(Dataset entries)
=-=-=-=-=
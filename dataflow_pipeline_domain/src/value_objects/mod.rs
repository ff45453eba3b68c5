// /////////////////////////////////////////////////////////////////////////////
// Dataflow Pipeline RS
// Copyright (c) 2025 Michael Gardner, A Bit of Help, Inc.
// SPDX-License-Identifier: BSD-3-Clause
// See LICENSE file in the project root.
// /////////////////////////////////////////////////////////////////////////////

//! # Value Objects
//!
//! Immutable, attribute-defined objects of the dataflow domain: field
//! names, dynamic values, namespaces, type descriptors, capabilities, and
//! invocation ids. None of them has identity; equality is structural.

pub mod capability;
pub mod execution_id;
pub mod field_name;
pub mod namespace;
pub mod type_descriptor;
pub mod value;

pub use capability::ModelCapability;
pub use execution_id::ExecutionId;
pub use field_name::{field, FieldName};
pub use namespace::Namespace;
pub use type_descriptor::{PrimitiveType, ShapeField, TypeDescriptor};
pub use value::{MediaValue, Value};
=-=-=-=-=
*Task description*:
Give back the records above, character for character.

*Output of the exercise*:
filename dataflow_pipeline_domain/src/value_objects/mod.rs
repository ff45453eba3b68c5
// /////////////////////////////////////////////////////////////////////////////
// Dataflow Pipeline RS
// Copyright (c) 2025 Michael Gardner, A Bit of Help, Inc.
// SPDX-License-Identifier: BSD-3-Clause
// See LICENSE file in the project root.
// /////////////////////////////////////////////////////////////////////////////

//! # Value Objects
//!
//! Immutable, attribute-defined objects of the dataflow domain: field
//! names, dynamic values, namespaces, type descriptors, capabilities, and
//! invocation ids. None of them has identity; equality is structural.

pub mod capability;
pub mod execution_id;
pub mod field_name;
pub mod namespace;
pub mod type_descriptor;
pub mod value;

pub use capability::ModelCapability;
pub use execution_id::ExecutionId;
pub use field_name::{field, FieldName};
pub use namespace::Namespace;
pub use type_descriptor::{PrimitiveType, ShapeField, TypeDescriptor};
pub use value::{MediaValue, Value};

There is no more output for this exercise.